##### Dataset entries #####
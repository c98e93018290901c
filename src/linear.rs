//! Component C — Linear Adaptive Resolver (spec §4.C).
//!
//! Walks the workspace segment `a → b` with an adaptive step size, solving
//! IK at each proposed milestone and falling back to a binary line search
//! (with a "grudging accept" tolerance relaxation) when a step fails.

use crate::adapter;
use crate::config::ResolverOptions;
use crate::constraints;
use crate::error::{ResolveError, ResolveResult};
use crate::model::{box_joint_limits, Config, ConfigSource, ConstraintItem, IkSolver, RobotModel, SolverGuard, WorkspaceHelper};
use crate::trajectory::Trajectory;

/// Public entry point: normalizes inputs (component A) and resolves the
/// `a → b` segment. Collapses every failure to `None`, logging a warning —
/// this is the shape most callers want (spec §7's "null/absent result"
/// policy at the top-level entry point).
#[allow(clippy::too_many_arguments)]
pub fn resolve<R, W, S>(
    robot: &mut R,
    workspace: &W,
    constraints: Vec<ConstraintItem<R::Objective>>,
    a: &W::Point,
    b: &W::Point,
    start: ConfigSource,
    end: ConfigSource,
    delta: f64,
    solver: Option<S>,
    feasibility_test: Option<&dyn Fn(&Config) -> bool>,
    maximize: bool,
    opts: &ResolverOptions,
) -> Option<Trajectory<Config>>
where
    R: RobotModel,
    W: WorkspaceHelper<Objective = R::Objective>,
    S: IkSolver<Objective = R::Objective> + Default,
{
    match resolve_checked(
        robot,
        workspace,
        constraints,
        a,
        b,
        start,
        end,
        delta,
        solver,
        feasibility_test,
        maximize,
        opts,
    ) {
        Ok(traj) => Some(traj),
        Err(e) => {
            tracing::warn!(error = %e, "linear resolver failed");
            None
        }
    }
}

/// Typed variant of [`resolve`] that returns the specific failure instead of
/// collapsing it to `None`.
#[allow(clippy::too_many_arguments)]
pub fn resolve_checked<R, W, S>(
    robot: &mut R,
    workspace: &W,
    constraint_items: Vec<ConstraintItem<R::Objective>>,
    a: &W::Point,
    b: &W::Point,
    start: ConfigSource,
    end: ConfigSource,
    delta: f64,
    solver: Option<S>,
    feasibility_test: Option<&dyn Fn(&Config) -> bool>,
    maximize: bool,
    opts: &ResolverOptions,
) -> ResolveResult<Trajectory<Config>>
where
    R: RobotModel,
    W: WorkspaceHelper<Objective = R::Objective>,
    S: IkSolver<Objective = R::Objective> + Default,
{
    let normalized = constraints::normalize(robot, constraint_items, start, end, solver)?;
    let mut solver = normalized.solver;
    let start_config = normalized
        .start_config
        .unwrap_or_else(|| robot.get_config());
    resolve_segment_checked(
        robot,
        workspace,
        &normalized.constraints,
        &mut solver,
        a,
        b,
        start_config,
        normalized.end_config,
        delta,
        feasibility_test,
        maximize,
        opts,
    )
}

/// The core step-walking algorithm, operating on already-normalized
/// objectives and resolved start/end configurations. Used directly by the
/// path orchestrator (component E), which normalizes constraints once for
/// the whole path rather than per segment.
#[allow(clippy::too_many_arguments)]
pub fn resolve_segment_checked<R, W, S>(
    robot: &mut R,
    workspace: &W,
    constraints: &[R::Objective],
    solver: &mut S,
    a: &W::Point,
    b: &W::Point,
    start_config: Config,
    end_config: Option<Config>,
    delta: f64,
    feasibility_test: Option<&dyn Fn(&Config) -> bool>,
    maximize: bool,
    opts: &ResolverOptions,
) -> ResolveResult<Trajectory<Config>>
where
    R: RobotModel,
    W: WorkspaceHelper<Objective = R::Objective>,
    S: IkSolver<Objective = R::Objective>,
{
    let mut constraints = constraints.to_vec();

    // Preamble, step 2.
    robot.set_config(&start_config);
    adapter::set_target(workspace, &mut constraints, a, solver);
    let start_config = if solver.is_solved(&start_config) {
        start_config
    } else {
        let attempt = solver.solve(&start_config);
        if !attempt.solved {
            return Err(ResolveError::StartUnreachable {
                residual: solver.residual(&attempt.config),
            });
        }
        tracing::warn!(
            residual = solver.residual(&attempt.config),
            "startConfig required a re-solve; using the solved configuration"
        );
        robot.set_config(&attempt.config);
        attempt.config
    };

    // Preamble, step 3.
    if let Some(ref end_q) = end_config {
        robot.set_config(end_q);
        adapter::set_target(workspace, &mut constraints, b, solver);
        if !solver.is_solved(end_q) {
            return Err(ResolveError::EndUnreachable {
                residual: solver.residual(end_q),
            });
        }
    }

    // Preamble, step 4.
    if let Some(test) = feasibility_test {
        if !test(&start_config) {
            return Err(ResolveError::InfeasibleEndpoint);
        }
        if let Some(ref end_q) = end_config {
            if !test(end_q) {
                return Err(ResolveError::InfeasibleEndpoint);
            }
        }
    }

    let seg_distance = workspace.distance(&constraints, a, b);
    if seg_distance == 0.0 {
        return Ok(Trajectory::single(0.0, start_config));
    }

    let mut guard = SolverGuard::new(solver);
    let tol0 = guard.original_tolerance();
    let (qmin0, qmax0) = guard.original_joint_limits().clone();
    guard.set_tolerance(tol0 * opts.tolerance_tighten);
    let param_stall_tolerance = 0.01 * tol0 / seg_distance;

    let mut trajectory = Trajectory::single(0.0, start_config.clone());
    let mut t = 0.0_f64;
    let mut q = start_config.clone();
    let mut stepsize = opts.initial_stepsize;

    while t < 1.0 {
        let tend = (t + stepsize).min(1.0);
        let x = workspace.interpolate(&constraints, a, b, tend);
        let mut seed = q.clone();
        if let Some(ref end_q) = end_config {
            let bias = robot.interpolate(&start_config, end_q, tend);
            guard.set_bias_config(Some(bias.clone()));
            seed = bias;
        }
        let (lo, hi) = box_joint_limits(&q, delta, &qmin0, &qmax0);
        guard.set_joint_limits(lo, hi);

        let attempt = adapter::solve_at(workspace, &mut constraints, &x, &mut *guard, &seed);
        let accepted = if attempt.solved {
            Some((tend, attempt.config, stepsize * opts.step_growth))
        } else {
            line_search(
                &mut *guard,
                robot,
                workspace,
                &mut constraints,
                a,
                b,
                &start_config,
                end_config.as_ref(),
                &q,
                t,
                stepsize,
                delta,
                &qmin0,
                &qmax0,
                tol0,
                param_stall_tolerance,
                opts,
            )
        };

        let (tend, next_q, next_stepsize) = match accepted {
            Some(v) => v,
            None => {
                guard.set_tolerance(tol0);
                guard.set_joint_limits(qmin0.clone(), qmax0.clone());
                return if maximize {
                    Ok(trajectory)
                } else {
                    Err(ResolveError::StepStall { t })
                };
            }
        };

        if let Some(test) = feasibility_test {
            if !test(&next_q) {
                guard.set_tolerance(tol0);
                guard.set_joint_limits(qmin0.clone(), qmax0.clone());
                return if maximize {
                    Ok(trajectory)
                } else {
                    Err(ResolveError::Infeasible { t: tend })
                };
            }
        }

        robot.set_config(&next_q);
        trajectory.push(tend, next_q.clone());
        q = next_q;
        t = tend;
        stepsize = next_stepsize;
    }

    guard.set_tolerance(tol0);
    guard.set_joint_limits(qmin0, qmax0);
    Ok(trajectory)
}

/// Binary line search on failure: halves the step until a solve succeeds,
/// a grudging relaxed-tolerance acceptance holds, or the step size drops to
/// the parameter-stall tolerance (spec §4.C step 4).
#[allow(clippy::too_many_arguments)]
fn line_search<R, W, S>(
    solver: &mut S,
    robot: &R,
    workspace: &W,
    constraints: &mut [R::Objective],
    a: &W::Point,
    b: &W::Point,
    start_config: &Config,
    end_config: Option<&Config>,
    q: &Config,
    t: f64,
    initial_stepsize: f64,
    delta: f64,
    qmin0: &Config,
    qmax0: &Config,
    tol0: f64,
    param_stall_tolerance: f64,
    opts: &ResolverOptions,
) -> Option<(f64, Config, f64)>
where
    R: RobotModel,
    W: WorkspaceHelper<Objective = R::Objective>,
    S: IkSolver<Objective = R::Objective>,
{
    let mut stepsize = initial_stepsize;
    loop {
        if stepsize <= param_stall_tolerance {
            return None;
        }
        stepsize *= opts.step_shrink;
        let tend = (t + stepsize).min(1.0);
        let x = workspace.interpolate(constraints, a, b, tend);
        let mut seed = q.clone();
        if let Some(end_q) = end_config {
            let bias = robot.interpolate(start_config, end_q, tend);
            solver.set_bias_config(Some(bias.clone()));
            seed = bias;
        }
        let (lo, hi) = box_joint_limits(q, delta, qmin0, qmax0);
        solver.set_joint_limits(lo, hi);

        let attempt = adapter::solve_at(workspace, constraints, &x, solver, &seed);
        if attempt.solved {
            return Some((tend, attempt.config, stepsize * opts.step_growth));
        }

        solver.set_tolerance(tol0);
        if solver.is_solved(&attempt.config) {
            return Some((tend, attempt.config, stepsize * opts.step_growth));
        }
        solver.set_tolerance(tol0 * opts.tolerance_tighten);
    }
}

#[cfg(test)]
mod tests {
    use super::*;
    use crate::reference::{NewtonIkSolver, PlanarArm, TipWorkspace};
    use nalgebra::Vector2;

    #[test]
    fn sweeps_a_two_link_arm_from_full_extension_to_a_right_angle() {
        let mut robot = PlanarArm::two_link();
        let workspace = TipWorkspace;
        let solver = NewtonIkSolver::from(&robot);
        let opts = ResolverOptions::default();
        let a = Vector2::new(2.0, 0.0);
        let b = Vector2::new(0.0, 2.0f64.sqrt() * 2.0f64.sqrt());

        let traj = resolve_checked(
            &mut robot,
            &workspace,
            vec![ConstraintItem::Link(0usize.into())],
            &a,
            &b,
            ConfigSource::Explicit(Config::zeros(2)),
            ConfigSource::Unspecified,
            0.05,
            Some(solver),
            None,
            false,
            &opts,
        )
        .expect("segment should resolve");

        assert_eq!(traj.start_time(), 0.0);
        assert_eq!(traj.end_time(), 1.0);
        assert!(traj.len() > 1);
    }

    #[test]
    fn feasibility_rejecting_the_start_fails_immediately() {
        let mut robot = PlanarArm::two_link();
        let workspace = TipWorkspace;
        let solver = NewtonIkSolver::from(&robot);
        let opts = ResolverOptions::default();
        let a = Vector2::new(2.0, 0.0);
        let b = Vector2::new(0.0, 2.0);
        let never = |_: &Config| false;

        let err = resolve_checked(
            &mut robot,
            &workspace,
            vec![ConstraintItem::Link(0usize.into())],
            &a,
            &b,
            ConfigSource::Explicit(Config::zeros(2)),
            ConfigSource::Unspecified,
            0.05,
            Some(solver),
            Some(&never),
            false,
            &opts,
        )
        .unwrap_err();

        assert_eq!(err, ResolveError::InfeasibleEndpoint);
    }
}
#####
* **Exercise aim**:
Please state how many lines in the listing hold the string "tracing", giving the number alone.

* **Response**:
2